Magnetic resonance brain image dataset

Three benchmark magnetic resonance brain image datasets with various image numbers: D-66, D-160, and D-255, were were downloaded from the website of Harvard University. Those data contain T2-weighted images obtained along axial plane. Their sizes are all 256 × 256. Those three datasets are commonly used in PBD test. Except healthy brain images, D-66 and D-160 consisted of 7 types of brain diseases: AD, AD plus visual agnosia, glioma, meningioma, sarcoma, Huntington’s disease (HD), and Pick’s disease (PiD). D-255 introduced four other diseases as cerebral toxoplasmosis, subdural hematoma (SDH), multiple sclerosis (MS), and herpes encephalitis. Figure 1 shows samples of brain MR images.

Fig. 1
figure 1

Sample of magnetic resonance brain image dataset a Healthy brain, b Meningioma, c Glioma, d Sarcoma, e SDH, f PiD, g AD, h HD, i AD with visual agnosia, j Herpes encephalitis, k Cerebral toxoplasmosis, l MS

The costs of two kinds of misclassifications are different. The cost of predicting a pathological brain to a healthy one is very serious. It will defer the necessary treatment, whereas the misprediction of a healthy brain to a pathological one can be second-checked by other techniques. Hence, we intentionally create the three imbalanced datasets, which covers more pathological brains than usual, so the PBD system is biased to detect pathological ones, with the aim of addressing this cost-sensitive task.

Statistical setting

Cross validation (CV) is commonly used for statistical test. Stratification is embedded to CV so that each fold contains nearly the same class distributions. In this work, six-fold stratified CV (SCV) was utilized for the smallest dataset (D-66), and five-fold SCV for the other datasets (D-160 and D-255). Table 1 lists the SCV setting of all datasets.

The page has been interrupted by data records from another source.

use crate::calculator::{calculate, Eligibility};
use crate::config::CategoryRates;
use crate::error::EstimateError;
use crate::model::{Estimate, EstimateMeta, GarageType, ReferenceTables, VehicleSelection};
use crate::resolver::resolve_context;
use crate::selection::EstimateSession;

/// Everything a pass needs besides the tables and the session.
#[derive(Debug, Clone)]
pub struct EstimateRequest {
    pub name: String,
    pub selection: VehicleSelection,
    pub garage: GarageType,
    pub rates: CategoryRates,
}

/// Run one computation pass: gate on confirmation, resolve the vehicle
/// context, price every selected part.
///
/// Tables are read, never mutated; each call is independent of the last.
pub fn run(
    request: &EstimateRequest,
    tables: &ReferenceTables,
    session: &EstimateSession,
) -> Result<Estimate, EstimateError> {
    let parts = session.parts_for_estimate()?;
    let ctx = resolve_context(tables, &request.selection)?;

    let eligibility = Eligibility {
        tinkering: &tables.tinkering,
        rnr: &tables.rnr,
    };
    let (lines, summary) = calculate(&ctx, &parts, eligibility, &request.rates);

    log::info!(
        "estimate '{}': {} part(s) for {}, grand total {:.2}",
        request.name,
        lines.len(),
        request.selection,
        summary.display_grand_total(),
    );

    Ok(Estimate {
        meta: EstimateMeta {
            name: request.name.clone(),
            garage: request.garage,
            engine_version: env!("CARGO_PKG_VERSION").to_string(),
            run_at: chrono::Utc::now().to_rfc3339(),
        },
        vehicle: request.selection.clone(),
        matches: ctx.matches,
        selected_parts: parts.into_iter().cloned().collect(),
        lines,
        summary,
    })
}
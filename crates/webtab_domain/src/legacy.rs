use crate::{Category, HOME_CATEGORY_ID, HOME_CATEGORY_TITLE, Shortcut, default_categories};

pub fn parse_legacy_shortcuts(raw: &str) -> serde_json::Result<Vec<Shortcut>> {
    serde_json::from_str(raw)
}

/// Upgrades the pre-category flat list: it becomes the `home` category and
/// every other default category is appended after it.
pub fn migrate_legacy_shortcuts(shortcuts: Vec<Shortcut>) -> Vec<Category> {
    let mut categories = vec![Category {
        id: HOME_CATEGORY_ID.to_owned(),
        title: HOME_CATEGORY_TITLE.to_owned(),
        shortcuts,
    }];
    categories.extend(default_categories().into_iter().filter(|c| !c.is_home()));
    categories
}

#[cfg(test)]
mod tests {
    use super::*;

    #[test]
    fn legacy_list_becomes_home_followed_by_other_defaults() {
        let shortcuts = parse_legacy_shortcuts(
            r##"[{"id":"17","title":"Rust","url":"https://www.rust-lang.org","color":"#b7410e"}]"##,
        )
        .unwrap();

        let categories = migrate_legacy_shortcuts(shortcuts.clone());
        let ids: Vec<&str> = categories.iter().map(|c| c.id.as_str()).collect();
        assert_eq!(ids, vec!["home", "social"]);
        assert_eq!(categories[0].title, "Home");
        assert_eq!(categories[0].shortcuts, shortcuts);
        assert_eq!(categories[1], default_categories()[1]);
    }

    #[test]
    fn empty_legacy_list_still_yields_home() {
        let categories = migrate_legacy_shortcuts(Vec::new());
        assert!(categories[0].is_home());
        assert!(categories[0].shortcuts.is_empty());
    }
}
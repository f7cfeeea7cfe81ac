use crate::validate::{ValidationError, check_category};
use crate::{Category, UserSettings};
use serde_json::Value;

pub const PRODUCT_NAME: &str = "webtab";
pub const BACKUP_VERSION: &str = "1.0";

#[derive(Clone, Debug, Eq, PartialEq, serde::Serialize, serde::Deserialize)]
#[serde(rename_all = "camelCase")]
pub struct BackupDocument {
    pub version: String,
    pub export_date: String,
    pub categories: Vec<Category>,
    pub settings: UserSettings,
}

impl BackupDocument {
    pub fn new(categories: Vec<Category>, settings: UserSettings, export_date: String) -> Self {
        Self {
            version: BACKUP_VERSION.to_owned(),
            export_date,
            categories,
            settings,
        }
    }

    pub fn to_json(&self) -> serde_json::Result<String> {
        serde_json::to_string_pretty(self)
    }
}

/// Records recovered from a backup document, ready to be persisted.
#[derive(Clone, Debug, Eq, PartialEq, serde::Serialize)]
pub struct ImportedBackup {
    pub categories: Vec<Category>,
    pub settings: UserSettings,
}

/// `date` is expected as `YYYY-MM-DD`.
pub fn backup_file_name(date: &str) -> String {
    format!("{PRODUCT_NAME}-backup-{date}.json")
}

/// Parses and validates a backup document.
///
/// Only the top-level shape is mandatory: `categories` must be an array whose
/// entries carry string `id`/`title` and an array of well-typed shortcuts, and
/// `settings` must be an object. Missing settings fields fall back to the
/// defaults; `version` and `exportDate` are informational and not required.
pub fn decode_backup(text: &str) -> Result<ImportedBackup, ValidationError> {
    let document: Value = serde_json::from_str(text)
        .map_err(|err| ValidationError::new(format!("backup is not valid JSON: {err}")))?;
    let Value::Object(mut document) = document else {
        return Err(ValidationError::new("backup is not a JSON object"));
    };

    let categories = document.remove("categories").unwrap_or(Value::Null);
    let Value::Array(items) = &categories else {
        return Err(ValidationError::new("categories is not an array"));
    };
    for (index, item) in items.iter().enumerate() {
        check_category(item, index)?;
    }

    let settings = document.remove("settings").unwrap_or(Value::Null);
    if !settings.is_object() {
        return Err(ValidationError::new("settings is not an object"));
    }

    let categories: Vec<Category> =
        serde_json::from_value(categories).map_err(|err| ValidationError::new(err.to_string()))?;
    let settings: UserSettings = serde_json::from_value(settings)
        .map_err(|err| ValidationError::new(format!("settings: {err}")))?;

    Ok(ImportedBackup {
        categories,
        settings,
    })
}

Table 1 SCV setting of our datasets

Feature extraction

Co-registration was unnecessary since many publications about PBD did not use it with excellent classification results, comparative with the results that employed coregistration (Ribbens et al. 2014; Schwarz and Kasparek 2014).

Wavelet packet transform

Compared to standard discrete wavelet transform (DWT), the wavelet packet transform (WPT) is an extension where the signal is passed through more filters than DWT. The DWT calculate each level by passing only the previous approximation coefficients to quadrature mirror filters (QMF). Nevertheless, the WPT passes all coefficients (both approximation and detail) through QMF to create a full binary tree. Therefore, more features can be generated by WPT at different levels to obtain more information. The mathematical equation of WPT is given below

$$S_{p}^{m,d} = \int_{ - \infty }^{\infty } {x(t)\psi_{m} (2^{ - d} t - p){\text{d}}t}$$
(1)

where m represents the index of channel, p the position parameter, d the decomposition level, ψ the wavelet function, and S the decomposition coefficients. 2d sequences will be yielded at the d level. The decomposition equations of next level is provided as

$$S_{k}^{2m,d + 1} = \sum\limits_{p \in Z} {h(p - 2k)S_{p}^{m,d} }$$
(2)
$$S_{k}^{2m + 1,d + 1} = \sum\limits_{p \in Z} {l(p - 2k)S_{p}^{m,d} }$$
(3)

Suppose a d-level decomposition, DWT produces (3d + 1) coefficient sets, while the WPT produces 2d different coefficients sets. Note that the number of coefficients of WPT is still the same of DWT, because of the downsampling process (Fig. 2).

Fig. 2
figure 2

Flowchart of 2-level 1D-WPT

Shannon and Tsallis entropy

Shannon entropy (SE) is defined as a measure of uncertainty regarding the information content (IC):

$$E = - \sum\limits_{k = 1}^{Z} {p_{k} \log_{2} (p_{k} )}$$
(4)

here E represents the entropy, Z the total number of greylevels, k the greylevel, and pk the probability of k. Shannon entropy can merely describes scenarios with simple effective microscopic interactions and short-ranged microscopic memory (Campos 2010). Assume a physical system can be broken down into two independent subsystems X and Y, then the Shannon entropy (SE) exists the additivity property as

$$E(X + Y) = E(X) + E(Y)$$
(5)

Nevertheless, realistic scenarios are usually usually involved with long-time memory and long-range interactions, therefore, Tsallis (2009) proposed a generalization of SE. He termed it as Tsallis entropy (TE) with following form

$$E_{q} = \frac{{\sum\limits_{k = 1}^{q} {(p_{k} )^{q} } - 1}}{1 - q}$$
(6)

here q is a real number, representing the nonextensivity degree. For a statistical dependent system, the Tsallis entropy (TE) is defined as (Zhang and Wu 2011)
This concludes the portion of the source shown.